TASK PROMPT:
All of the entries below are to be copied word for word.

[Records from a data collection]
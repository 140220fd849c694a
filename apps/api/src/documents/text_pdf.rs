//! Plain-text to PDF rendering.
//!
//! Layout-free: one PDF text line per input line, Helvetica 12pt on A4, a new
//! page whenever the current one is full. No wrapping is attempted; long lines
//! run off the right margin exactly as a naive cell writer would.

use lopdf::content::{Content, Operation};
use lopdf::{dictionary, Document, Object, ObjectId, Stream};

use crate::documents::error::ConversionError;

const PAGE_WIDTH: i64 = 595;
const PAGE_HEIGHT: i64 = 842;
const MARGIN: i64 = 56;
const FONT_SIZE: i64 = 12;
const LEADING: i64 = 16;
pub(crate) const LINES_PER_PAGE: usize = ((PAGE_HEIGHT - 2 * MARGIN) / LEADING) as usize;

/// Renders `text` into PDF bytes. An empty input still yields a one-page PDF.
pub fn render_text_pdf(text: &str) -> Result<Vec<u8>, ConversionError> {
    let lines: Vec<Vec<u8>> = text.lines().map(encode_line).collect();

    let mut doc = Document::with_version("1.5");
    let pages_id = doc.new_object_id();
    let font_id = doc.add_object(dictionary! {
        "Type" => "Font",
        "Subtype" => "Type1",
        "BaseFont" => "Helvetica",
        "Encoding" => "WinAnsiEncoding",
    });
    let resources_id = doc.add_object(dictionary! {
        "Font" => dictionary! {
            "F1" => font_id,
        },
    });

    let mut page_ids: Vec<Object> = Vec::new();
    let mut chunks: Vec<&[Vec<u8>]> = lines.chunks(LINES_PER_PAGE).collect();
    if chunks.is_empty() {
        chunks.push(&[]);
    }
    for chunk in chunks {
        let page_id = add_page(&mut doc, pages_id, chunk)?;
        page_ids.push(page_id.into());
    }

    let page_count = page_ids.len() as i64;
    let pages = dictionary! {
        "Type" => "Pages",
        "Kids" => page_ids,
        "Count" => page_count,
        "Resources" => resources_id,
        "MediaBox" => vec![0.into(), 0.into(), PAGE_WIDTH.into(), PAGE_HEIGHT.into()],
    };
    doc.objects.insert(pages_id, Object::Dictionary(pages));

    let catalog_id = doc.add_object(dictionary! {
        "Type" => "Catalog",
        "Pages" => pages_id,
    });
    doc.trailer.set("Root", catalog_id);

    let mut bytes = Vec::new();
    doc.save_to(&mut bytes)
        .map_err(|e| ConversionError::Render(e.to_string()))?;
    Ok(bytes)
}

fn add_page(
    doc: &mut Document,
    pages_id: ObjectId,
    lines: &[Vec<u8>],
) -> Result<ObjectId, ConversionError> {
    let mut operations = vec![
        Operation::new("BT", vec![]),
        Operation::new("Tf", vec!["F1".into(), FONT_SIZE.into()]),
        Operation::new("TL", vec![LEADING.into()]),
        Operation::new("Td", vec![MARGIN.into(), (PAGE_HEIGHT - MARGIN).into()]),
    ];
    for line in lines {
        operations.push(Operation::new(
            "Tj",
            vec![Object::string_literal(line.clone())],
        ));
        operations.push(Operation::new("T*", vec![]));
    }
    operations.push(Operation::new("ET", vec![]));

    let content = Content { operations };
    let encoded = content
        .encode()
        .map_err(|e| ConversionError::Render(e.to_string()))?;
    let content_id = doc.add_object(Stream::new(dictionary! {}, encoded));

    Ok(doc.add_object(dictionary! {
        "Type" => "Page",
        "Parent" => pages_id,
        "Contents" => content_id,
    }))
}

/// Maps a line onto single-byte WinAnsi codes. Characters outside Latin-1 become `?`.
fn encode_line(line: &str) -> Vec<u8> {
    line.trim_end_matches('\r')
        .chars()
        .map(|c| match c {
            '\t' => b' ',
            c if (c as u32) < 0x20 => b' ',
            c if (c as u32) <= 0xFF => c as u32 as u8,
            _ => b'?',
        })
        .collect()
}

SOLUTION BELOW:
repository 140220fd849c694a
filename apps/api/src/documents/text_pdf.rs
//! Plain-text to PDF rendering.
//!
//! Layout-free: one PDF text line per input line, Helvetica 12pt on A4, a new
//! page whenever the current one is full. No wrapping is attempted; long lines
//! run off the right margin exactly as a naive cell writer would.

use lopdf::content::{Content, Operation};
use lopdf::{dictionary, Document, Object, ObjectId, Stream};

use crate::documents::error::ConversionError;

const PAGE_WIDTH: i64 = 595;
const PAGE_HEIGHT: i64 = 842;
const MARGIN: i64 = 56;
const FONT_SIZE: i64 = 12;
const LEADING: i64 = 16;
pub(crate) const LINES_PER_PAGE: usize = ((PAGE_HEIGHT - 2 * MARGIN) / LEADING) as usize;

/// Renders `text` into PDF bytes. An empty input still yields a one-page PDF.
pub fn render_text_pdf(text: &str) -> Result<Vec<u8>, ConversionError> {
    let lines: Vec<Vec<u8>> = text.lines().map(encode_line).collect();

    let mut doc = Document::with_version("1.5");
    let pages_id = doc.new_object_id();
    let font_id = doc.add_object(dictionary! {
        "Type" => "Font",
        "Subtype" => "Type1",
        "BaseFont" => "Helvetica",
        "Encoding" => "WinAnsiEncoding",
    });
    let resources_id = doc.add_object(dictionary! {
        "Font" => dictionary! {
            "F1" => font_id,
        },
    });

    let mut page_ids: Vec<Object> = Vec::new();
    let mut chunks: Vec<&[Vec<u8>]> = lines.chunks(LINES_PER_PAGE).collect();
    if chunks.is_empty() {
        chunks.push(&[]);
    }
    for chunk in chunks {
        let page_id = add_page(&mut doc, pages_id, chunk)?;
        page_ids.push(page_id.into());
    }

    let page_count = page_ids.len() as i64;
    let pages = dictionary! {
        "Type" => "Pages",
        "Kids" => page_ids,
        "Count" => page_count,
        "Resources" => resources_id,
        "MediaBox" => vec![0.into(), 0.into(), PAGE_WIDTH.into(), PAGE_HEIGHT.into()],
    };
    doc.objects.insert(pages_id, Object::Dictionary(pages));

    let catalog_id = doc.add_object(dictionary! {
        "Type" => "Catalog",
        "Pages" => pages_id,
    });
    doc.trailer.set("Root", catalog_id);

    let mut bytes = Vec::new();
    doc.save_to(&mut bytes)
        .map_err(|e| ConversionError::Render(e.to_string()))?;
    Ok(bytes)
}

fn add_page(
    doc: &mut Document,
    pages_id: ObjectId,
    lines: &[Vec<u8>],
) -> Result<ObjectId, ConversionError> {
    let mut operations = vec![
        Operation::new("BT", vec![]),
        Operation::new("Tf", vec!["F1".into(), FONT_SIZE.into()]),
        Operation::new("TL", vec![LEADING.into()]),
        Operation::new("Td", vec![MARGIN.into(), (PAGE_HEIGHT - MARGIN).into()]),
    ];
    for line in lines {
        operations.push(Operation::new(
            "Tj",
            vec![Object::string_literal(line.clone())],
        ));
        operations.push(Operation::new("T*", vec![]));
    }
    operations.push(Operation::new("ET", vec![]));

    let content = Content { operations };
    let encoded = content
        .encode()
        .map_err(|e| ConversionError::Render(e.to_string()))?;
    let content_id = doc.add_object(Stream::new(dictionary! {}, encoded));

    Ok(doc.add_object(dictionary! {
        "Type" => "Page",
        "Parent" => pages_id,
        "Contents" => content_id,
    }))
}

/// Maps a line onto single-byte WinAnsi codes. Characters outside Latin-1 become `?`.
fn encode_line(line: &str) -> Vec<u8> {
    line.trim_end_matches('\r')
        .chars()
        .map(|c| match c {
            '\t' => b' ',
            c if (c as u32) < 0x20 => b' ',
            c if (c as u32) <= 0xFF => c as u32 as u8,
            _ => b'?',
        })
        .collect()
}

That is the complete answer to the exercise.